Laird was rector in Louisville from 1998 until coming to Paris. Before that she was rector at St. Mark’s Church in Teaneck, New Jersey. She previously served as assistant for college ministries at the Cathedral of St. John the Divine in New York City and as curate of the parish of Christ the Redeemer in Pelham, New York.
A native of New Orleans, she is a graduate of Barnard College and the General Theological Seminary. She also studied acting at Temple University in Philadelphia.
Within the Episcopal Church she has been on the faculty of the Preaching Excellence Program (Episcopal Preaching Foundation); was a member of the Standing Commission on Ecumenical Relations; has served on the Advisory Board of the Church Pension Fund; is on the Board of Trustees of the General Theological Seminary; and has been president of Associate Alumni/ae of the General Seminary.
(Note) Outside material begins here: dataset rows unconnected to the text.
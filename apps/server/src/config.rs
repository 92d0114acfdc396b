use serde::Deserialize;

/// Settings for the key service binary. Every field has a default, so an
/// empty or missing `config.toml` is valid.
#[derive(Debug, Clone, Deserialize)]
#[serde(default)]
pub struct ServerConfig {
    pub host: String,
    pub port: u16,
    pub cors_origins: Vec<String>,
    /// Used when `RUST_LOG` is unset.
    pub log_level: String,
    pub max_body_bytes: usize,
    /// Lifetime hint attached to a freshly rotated pair as `expiresAt`.
    /// 0 turns the hint off.
    pub key_rotation_days: u32,
}

impl Default for ServerConfig {
    fn default() -> Self {
        Self {
            host: "127.0.0.1".to_string(),
            port: 3000,
            cors_origins: vec!["http://localhost:5173".to_string()],
            log_level: "info".to_string(),
            max_body_bytes: 1024 * 1024,
            key_rotation_days: 90,
        }
    }
}

impl ServerConfig {
    /// Read `CONFIG_PATH` (default `config.toml`), then apply env overrides.
    pub fn load() -> Result<Self, Box<dyn std::error::Error>> {
        let path = std::env::var("CONFIG_PATH").unwrap_or_else(|_| "config.toml".to_string());
        match std::fs::read_to_string(&path) {
            Ok(contents) => Self::from_toml_str(&contents),
            Err(e) if e.kind() == std::io::ErrorKind::NotFound => Self::from_toml_str(""),
            Err(e) => Err(format!("failed to read {path}: {e}").into()),
        }
    }

    pub fn from_toml_str(toml_str: &str) -> Result<Self, Box<dyn std::error::Error>> {
        let mut config: ServerConfig = toml::from_str(toml_str)?;
        config.apply_env_overrides()?;
        Ok(config)
    }

    /// `HOST`, `PORT` and `LOG_LEVEL` win over the file. A set but
    /// unparseable `PORT` is an error.
    pub fn apply_env_overrides(&mut self) -> Result<(), Box<dyn std::error::Error>> {
        if let Ok(host) = std::env::var("HOST") {
            self.host = host;
        }
        if let Ok(raw) = std::env::var("PORT") {
            self.port = raw
                .parse()
                .map_err(|e| format!("PORT={raw} is not a valid port: {e}"))?;
        }
        if let Ok(level) = std::env::var("LOG_LEVEL") {
            self.log_level = level;
        }
        Ok(())
    }

    pub fn bind_addr(&self) -> String {
        format!("{}:{}", self.host, self.port)
    }
}
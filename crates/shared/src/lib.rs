//! Shared ids, errors and the wire contracts exchanged
//! between the key service and its clients.

pub mod api;
pub mod constants;
pub mod error;
pub mod ids;
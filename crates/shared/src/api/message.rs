use crate::ids::{ConversationId, MessageId, UserId};
use serde::{Deserialize, Serialize};

/// A conversation message. `content` is either legacy plaintext or a
/// serialized encrypted packet; the key layer only ever rewrites `content`.
#[derive(Debug, Clone, PartialEq, Eq, Serialize, Deserialize)]
pub struct Message {
    pub id: MessageId,
    pub conversation_id: ConversationId,
    pub sender_id: UserId,
    pub content: String,
    pub created_at: chrono::DateTime<chrono::Utc>,
}

/// Request to post a new message to a conversation.
#[derive(Debug, Clone, Serialize, Deserialize)]
pub struct SendMessageRequest {
    pub content: String,
}

/// Request to replace the content of an existing message (re-encryption).
#[derive(Debug, Clone, Serialize, Deserialize)]
pub struct UpdateContentRequest {
    pub content: String,
}

/// Conversations belonging to a workspace.
#[derive(Debug, Clone, Serialize, Deserialize)]
pub struct ConversationListResponse {
    pub conversations: Vec<ConversationId>,
}

/// Response of creating a conversation in a workspace.
#[derive(Debug, Clone, Serialize, Deserialize)]
pub struct CreateConversationResponse {
    pub id: ConversationId,
}
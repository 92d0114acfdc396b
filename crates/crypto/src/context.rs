//! Per-(user, workspace) key context.
//!
//! Holds the live key ring for one workspace and publishes its lifecycle
//! state. Readers take an `Arc<KeyRing>` snapshot; writers swap the whole
//! ring, so a half-updated pair is never observable.

use std::sync::{Arc, RwLock};

use chrono::{DateTime, Utc};
use rsa::RsaPrivateKey;
use taskvault_shared::ids::{UserId, WorkspaceId};
use tokio::sync::{watch, Mutex};

use crate::asymmetric::KeyPair;
use crate::error::CryptoError;
use crate::hybrid::{
    decrypt_for_display, decrypt_message_content, encrypt_hybrid, EncryptedMessagePacket,
    MessageContent, LOCKED_PLACEHOLDER,
};
use crate::storage::HistoricalKeyPair;

/// Lifecycle of a workspace's keys.
#[derive(Debug, Clone, Copy, PartialEq, Eq)]
pub enum KeyState {
    Uninitialized,
    Generating,
    Unlocking,
    Ready,
    Rotating,
    Failed,
}

impl KeyState {
    /// Whether decrypt/encrypt can be served. Rotation keeps the previous
    /// ring readable until the new one is installed.
    pub fn is_usable(self) -> bool {
        matches!(self, KeyState::Ready | KeyState::Rotating)
    }
}

impl std::fmt::Display for KeyState {
    fn fmt(&self, f: &mut std::fmt::Formatter<'_>) -> std::fmt::Result {
        let s = match self {
            KeyState::Uninitialized => "uninitialized",
            KeyState::Generating => "generating",
            KeyState::Unlocking => "unlocking",
            KeyState::Ready => "ready",
            KeyState::Rotating => "rotating",
            KeyState::Failed => "failed",
        };
        f.write_str(s)
    }
}

/// The active pair plus every retired pair, newest retirement first.
#[derive(Debug, Clone)]
pub struct KeyRing {
    active: KeyPair,
    history: Vec<HistoricalKeyPair>,
}

impl KeyRing {
    pub fn new(active: KeyPair, mut history: Vec<HistoricalKeyPair>) -> Self {
        history.retain(|h| h.keys != active);
        history.sort_by(|a, b| b.rotated_at.cmp(&a.rotated_at));
        let mut seen = Vec::with_capacity(history.len());
        history.retain(|h| {
            if seen.contains(&h.keys.public_key) {
                false
            } else {
                seen.push(h.keys.public_key.clone());
                true
            }
        });
        Self { active, history }
    }

    pub fn active(&self) -> &KeyPair {
        &self.active
    }

    pub fn history(&self) -> &[HistoricalKeyPair] {
        &self.history
    }

    /// Private keys in the order decryption should try them: active first,
    /// then history from most recently retired.
    pub fn decryption_candidates(&self) -> impl Iterator<Item = &RsaPrivateKey> + '_ {
        std::iter::once(&self.active.private_key)
            .chain(self.history.iter().map(|h| &h.keys.private_key))
    }

    /// A new ring with `next` active and the current active pair at the
    /// front of history.
    pub fn rotated(&self, next: KeyPair, rotated_at: DateTime<Utc>) -> KeyRing {
        let mut history = Vec::with_capacity(self.history.len() + 1);
        history.push(HistoricalKeyPair {
            keys: self.active.clone(),
            rotated_at,
        });
        history.extend(self.history.iter().cloned());
        KeyRing::new(next, history)
    }
}

/// Explicit key context for one user in one workspace. Every encrypt and
/// decrypt call for the workspace goes through here.
pub struct WorkspaceKeyContext {
    user_id: UserId,
    workspace_id: WorkspaceId,
    ring: RwLock<Option<Arc<KeyRing>>>,
    state: watch::Sender<KeyState>,
    pub(crate) rotation_lock: Mutex<()>,
}

impl std::fmt::Debug for WorkspaceKeyContext {
    fn fmt(&self, f: &mut std::fmt::Formatter<'_>) -> std::fmt::Result {
        f.debug_struct("WorkspaceKeyContext")
            .field("user_id", &self.user_id)
            .field("workspace_id", &self.workspace_id)
            .field("state", &self.state())
            .finish_non_exhaustive()
    }
}

impl WorkspaceKeyContext {
    pub fn new(user_id: UserId, workspace_id: WorkspaceId) -> Self {
        let (state, _) = watch::channel(KeyState::Uninitialized);
        Self {
            user_id,
            workspace_id,
            ring: RwLock::new(None),
            state,
            rotation_lock: Mutex::new(()),
        }
    }

    pub fn user_id(&self) -> UserId {
        self.user_id
    }

    pub fn workspace_id(&self) -> WorkspaceId {
        self.workspace_id
    }

    pub fn state(&self) -> KeyState {
        *self.state.borrow()
    }

    /// Receiver that observes every subsequent state change.
    pub fn subscribe(&self) -> watch::Receiver<KeyState> {
        self.state.subscribe()
    }

    pub(crate) fn set_state(&self, next: KeyState) {
        let previous = self.state.send_replace(next);
        if previous != next {
            tracing::info!(
                workspace_id = %self.workspace_id,
                from = %previous,
                to = %next,
                "key state changed"
            );
        }
    }

    /// Snapshot of the current ring, if any keys have been loaded.
    pub fn keys(&self) -> Option<Arc<KeyRing>> {
        match self.ring.read() {
            Ok(guard) => guard.clone(),
            Err(poisoned) => poisoned.into_inner().clone(),
        }
    }

    pub(crate) fn install(&self, ring: KeyRing) {
        let ring = Arc::new(ring);
        match self.ring.write() {
            Ok(mut guard) => *guard = Some(ring),
            Err(poisoned) => *poisoned.into_inner() = Some(ring),
        }
    }

    fn usable_keys(&self) -> Result<Arc<KeyRing>, CryptoError> {
        self.keys().ok_or_else(|| CryptoError::NotReady {
            state: self.state().to_string(),
        })
    }

    /// Encrypt `plaintext` for the workspace's active public key.
    pub fn encrypt(&self, plaintext: &str) -> Result<EncryptedMessagePacket, CryptoError> {
        let ring = self.usable_keys()?;
        encrypt_hybrid(plaintext, &ring.active().public_key)
    }

    /// Encrypt and serialize, ready to store as message content.
    pub fn encrypt_content(&self, plaintext: &str) -> Result<String, CryptoError> {
        self.encrypt(plaintext)?.to_json()
    }

    /// Decrypt stored message content. Plaintext content is returned as-is
    /// even when no keys are loaded.
    pub fn decrypt(&self, content: &str) -> Result<String, CryptoError> {
        match MessageContent::parse(content) {
            MessageContent::Plaintext(text) => Ok(text.to_string()),
            MessageContent::Encrypted(_) => {
                let ring = self.usable_keys()?;
                decrypt_message_content(content, ring.decryption_candidates())
            }
        }
    }

    /// Text to show for stored content. Never fails: unreadable messages
    /// become a placeholder.
    pub fn display(&self, content: &str) -> String {
        match self.keys() {
            Some(ring) => decrypt_for_display(content, ring.decryption_candidates()),
            None if MessageContent::parse(content).is_encrypted() => {
                LOCKED_PLACEHOLDER.to_string()
            }
            None => content.to_string(),
        }
    }
}
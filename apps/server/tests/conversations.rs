mod common;

use axum::http::StatusCode;
use taskvault_shared::ids::{ConversationId, MessageId, UserId, WorkspaceId};

use common::{json_request, response_json, send, test_app};

async fn create_conversation(app: &axum::Router, ws: WorkspaceId, user: UserId) -> String {
    let uri = format!("/api/workspaces/{ws}/conversations");
    let response = send(app, json_request("POST", &uri, Some(user), None)).await;
    assert_eq!(response.status(), StatusCode::CREATED);
    response_json(response).await["id"]
        .as_str()
        .unwrap()
        .to_string()
}

#[tokio::test]
async fn test_conversations_are_listed_per_workspace() {
    let app = test_app();
    let user = UserId::new();
    let ws = WorkspaceId::new();
    let first = create_conversation(&app, ws, user).await;
    let second = create_conversation(&app, ws, user).await;
    create_conversation(&app, WorkspaceId::new(), user).await;

    let uri = format!("/api/workspaces/{ws}/conversations");
    let json = response_json(send(&app, json_request("GET", &uri, Some(user), None)).await).await;
    assert_eq!(json["conversations"], serde_json::json!([first, second]));
}

#[tokio::test]
async fn test_send_and_list_messages_in_order() {
    let app = test_app();
    let user = UserId::new();
    let conv = create_conversation(&app, WorkspaceId::new(), user).await;
    let uri = format!("/api/conversations/{conv}/messages");

    for text in ["first", "second"] {
        let response = send(
            &app,
            json_request("POST", &uri, Some(user), Some(serde_json::json!({ "content": text }))),
        )
        .await;
        assert_eq!(response.status(), StatusCode::CREATED);
        let json = response_json(response).await;
        assert_eq!(json["content"], text);
        assert_eq!(json["sender_id"], user.to_string());
    }

    let json = response_json(send(&app, json_request("GET", &uri, Some(user), None)).await).await;
    let contents: Vec<_> = json
        .as_array()
        .unwrap()
        .iter()
        .map(|m| m["content"].as_str().unwrap().to_string())
        .collect();
    assert_eq!(contents, vec!["first", "second"]);
}

#[tokio::test]
async fn test_update_content_rewrites_message() {
    let app = test_app();
    let user = UserId::new();
    let conv = create_conversation(&app, WorkspaceId::new(), user).await;
    let uri = format!("/api/conversations/{conv}/messages");
    let sent = response_json(
        send(
            &app,
            json_request("POST", &uri, Some(user), Some(serde_json::json!({ "content": "old" }))),
        )
        .await,
    )
    .await;

    let update_uri = format!("/api/messages/{}/content", sent["id"].as_str().unwrap());
    let response = send(
        &app,
        json_request("PUT", &update_uri, Some(user), Some(serde_json::json!({ "content": "new" }))),
    )
    .await;
    assert_eq!(response.status(), StatusCode::NO_CONTENT);

    let json = response_json(send(&app, json_request("GET", &uri, Some(user), None)).await).await;
    assert_eq!(json[0]["content"], "new");
    assert_eq!(json[0]["id"], sent["id"]);
    assert_eq!(json[0]["created_at"], sent["created_at"]);
}

#[tokio::test]
async fn test_unknown_targets_are_404() {
    let app = test_app();
    let user = UserId::new();

    let uri = format!("/api/conversations/{}/messages", ConversationId::new());
    let response = send(&app, json_request("GET", &uri, Some(user), None)).await;
    assert_eq!(response.status(), StatusCode::NOT_FOUND);

    let uri = format!("/api/messages/{}/content", MessageId::new());
    let response = send(
        &app,
        json_request("PUT", &uri, Some(user), Some(serde_json::json!({ "content": "x" }))),
    )
    .await;
    assert_eq!(response.status(), StatusCode::NOT_FOUND);
}

#[tokio::test]
async fn test_empty_content_is_rejected() {
    let app = test_app();
    let user = UserId::new();
    let conv = create_conversation(&app, WorkspaceId::new(), user).await;
    let uri = format!("/api/conversations/{conv}/messages");
    let response = send(
        &app,
        json_request("POST", &uri, Some(user), Some(serde_json::json!({ "content": "" }))),
    )
    .await;
    assert_eq!(response.status(), StatusCode::BAD_REQUEST);
}
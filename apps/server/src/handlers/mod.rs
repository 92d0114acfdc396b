pub mod conversations;
pub mod health;
pub mod keys;
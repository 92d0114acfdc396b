#![allow(dead_code)]

use axum::body::Body;
use axum::http::{Request, Response};
use taskvault_shared::api::keys::WrappedPrivateKeyRecord;
use taskvault_shared::constants::USER_ID_HEADER;
use taskvault_shared::ids::UserId;
use tower::ServiceExt; // for `oneshot`

use taskvault_server::config::ServerConfig;
use taskvault_server::router::build_router;
use taskvault_server::state::AppState;

pub fn test_app() -> axum::Router {
    build_router(AppState::new(ServerConfig::default()))
}

pub fn json_request(
    method: &str,
    uri: &str,
    user: Option<UserId>,
    body: Option<serde_json::Value>,
) -> Request<Body> {
    let mut builder = Request::builder().method(method).uri(uri);
    if let Some(user) = user {
        builder = builder.header(USER_ID_HEADER, user.to_string());
    }
    match body {
        Some(json) => builder
            .header("content-type", "application/json")
            .body(Body::from(serde_json::to_vec(&json).unwrap()))
            .unwrap(),
        None => builder.body(Body::empty()).unwrap(),
    }
}

pub async fn send(app: &axum::Router, request: Request<Body>) -> Response<Body> {
    app.clone().oneshot(request).await.unwrap()
}

pub async fn response_json(response: Response<Body>) -> serde_json::Value {
    let body = axum::body::to_bytes(response.into_body(), usize::MAX)
        .await
        .unwrap();
    serde_json::from_slice(&body).unwrap()
}

pub fn public_key(tag: &str) -> String {
    format!("-----BEGIN PUBLIC KEY-----\n{tag}\n-----END PUBLIC KEY-----\n")
}

pub fn wrapped(tag: &str) -> WrappedPrivateKeyRecord {
    WrappedPrivateKeyRecord {
        encrypted_private_key: format!("ZW5j{tag}"),
        salt: "c2FsdHNhbHRzYWx0c2FsdA==".into(),
        iv: "aXZpdml2aXZpdml2".into(),
    }
}
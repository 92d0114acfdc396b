//! End-to-end encrypted workspace messaging.
//!
//! Hybrid RSA-OAEP + AES-256-GCM message packets, password-wrapped private
//! keys published to a key service, per-workspace key lifecycle with
//! rotation and legacy-key fallback, an encrypted local key store (SQLCipher)
//! for offline use, and decryption of real-time change events.

pub mod asymmetric;
pub mod config;
pub mod context;
pub mod error;
pub mod hybrid;
pub mod lifecycle;
pub mod master_key;
pub mod remote;
pub mod storage;
pub mod symmetric;
pub mod sync;
pub mod wrapping;

#[cfg(test)]
pub(crate) mod test_support;

pub use asymmetric::KeyPair;
pub use config::CryptoConfig;
pub use context::{KeyRing, KeyState, WorkspaceKeyContext};
pub use error::CryptoError;
pub use hybrid::EncryptedMessagePacket;
pub use lifecycle::{KeyLifecycleManager, RotationReport};
pub use storage::LocalKeyStore;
In Kentucky she served on the board of trustees of Berea College; the board of directors of Faith Channel 19, and the Board of Directors of Planned Parenthood of Louisville. She has hosted or been a panelist on public affairs television programs in both Louisville and New York, has done mission work in Kenya and the Ivory Coast, and at one period swapped parishes with an English vicar.
As the first woman to be dean of the Paris cathedral, she joins a growing list of women serving in a similar capacity at several of America’s largest Episcopal cathedrals. There are also several dozen women serving as bishops in the worldwide Anglican Communion, and notably as the presiding bishop (primate) of the Episcopal Church.
As the 10th dean of the Paris cathedral of the Holy Trinity, Laird succeeds the Reverend Canon Zachary Fleetwood, who resigned in 2011 to go to St. Columba’s-by-the-Castle in Edinburgh. The Right Reverend Peter James Lee, retired bishop of Virginia, served as interim dean and rector, a role he fulfilled previously at both Grace Cathedral in San Francisco and the General Theological Seminary in New York.
In Paris, Laird joined the existing staff of the Cathedral, including the Reverend Elizabeth Hall Hendrick, canon pastor; Giles Williams, canon for administration; and Mr. Ullery, director of music.
For more than a century the American Cathedral has been a center of worship for Anglophones in Paris. The Cathedral serves a congregation of American, British and French parishioners as well as many other Europeans, Asians, Africans and Latin Americans. Permanent parishioners total about 500 and that number is considerably augmented by students, tourists and business persons in Paris on shorter-term assignments.
Its noteworthy music program, including choir and the cathedral organist, Andrew Dewar, is enhanced by the concerts, both free and paid, it offers regularly.
The Cathedral – actually a pro-cathedral, in that it remains a parish church – is the mother church of the Convocation of Episcopal Churches in Europe and the seat of Bishop Whalon.